_What is expected_: Copy the data below verbatim, leaving no line out.

_Material supplied_:

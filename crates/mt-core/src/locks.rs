//! Per-key async mutual exclusion

use std::collections::HashMap;
use std::hash::Hash;
use std::sync::{Arc, Mutex};
use tokio::sync::OwnedMutexGuard;

/// A lazily populated table of async mutexes, one per key.
///
/// Holding the guard returned by [`lock`](Self::lock) serializes every other
/// caller asking for the same key, while different keys proceed in parallel.
pub struct KeyedLocks<K> {
    inner: Mutex<HashMap<K, Arc<tokio::sync::Mutex<()>>>>,
}

impl<K: Eq + Hash + Clone> KeyedLocks<K> {
    pub fn new() -> Self {
        Self {
            inner: Mutex::new(HashMap::new()),
        }
    }

    /// Wait for exclusive access to `key`
    pub async fn lock(&self, key: &K) -> OwnedMutexGuard<()> {
        let handle = {
            let mut map = self.inner.lock().unwrap_or_else(|p| p.into_inner());
            Arc::clone(map.entry(key.clone()).or_default())
        };
        handle.lock_owned().await
    }

    /// Take the lock for `key` only if nobody holds it
    pub fn try_lock(&self, key: &K) -> Option<OwnedMutexGuard<()>> {
        let handle = {
            let mut map = self.inner.lock().unwrap_or_else(|p| p.into_inner());
            Arc::clone(map.entry(key.clone()).or_default())
        };
        handle.try_lock_owned().ok()
    }
}

impl<K: Eq + Hash + Clone> Default for KeyedLocks<K> {
    fn default() -> Self {
        Self::new()
    }
}

#[cfg(test)]
mod tests {
    use super::*;

    #[tokio::test]
    async fn test_same_key_is_exclusive() {
        let locks: KeyedLocks<String> = KeyedLocks::new();
        let guard = locks.lock(&"a".to_string()).await;
        assert!(locks.try_lock(&"a".to_string()).is_none());
        assert!(locks.try_lock(&"b".to_string()).is_some());
        drop(guard);
        assert!(locks.try_lock(&"a".to_string()).is_some());
    }
}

_Exercise answer_:
filename crates/mt-core/src/locks.rs
//! Per-key async mutual exclusion

use std::collections::HashMap;
use std::hash::Hash;
use std::sync::{Arc, Mutex};
use tokio::sync::OwnedMutexGuard;

/// A lazily populated table of async mutexes, one per key.
///
/// Holding the guard returned by [`lock`](Self::lock) serializes every other
/// caller asking for the same key, while different keys proceed in parallel.
pub struct KeyedLocks<K> {
    inner: Mutex<HashMap<K, Arc<tokio::sync::Mutex<()>>>>,
}

impl<K: Eq + Hash + Clone> KeyedLocks<K> {
    pub fn new() -> Self {
        Self {
            inner: Mutex::new(HashMap::new()),
        }
    }

    /// Wait for exclusive access to `key`
    pub async fn lock(&self, key: &K) -> OwnedMutexGuard<()> {
        let handle = {
            let mut map = self.inner.lock().unwrap_or_else(|p| p.into_inner());
            Arc::clone(map.entry(key.clone()).or_default())
        };
        handle.lock_owned().await
    }

    /// Take the lock for `key` only if nobody holds it
    pub fn try_lock(&self, key: &K) -> Option<OwnedMutexGuard<()>> {
        let handle = {
            let mut map = self.inner.lock().unwrap_or_else(|p| p.into_inner());
            Arc::clone(map.entry(key.clone()).or_default())
        };
        handle.try_lock_owned().ok()
    }
}

impl<K: Eq + Hash + Clone> Default for KeyedLocks<K> {
    fn default() -> Self {
        Self::new()
    }
}

#[cfg(test)]
mod tests {
    use super::*;

    #[tokio::test]
    async fn test_same_key_is_exclusive() {
        let locks: KeyedLocks<String> = KeyedLocks::new();
        let guard = locks.lock(&"a".to_string()).await;
        assert!(locks.try_lock(&"a".to_string()).is_none());
        assert!(locks.try_lock(&"b".to_string()).is_some());
        drop(guard);
        assert!(locks.try_lock(&"a".to_string()).is_some());
    }
}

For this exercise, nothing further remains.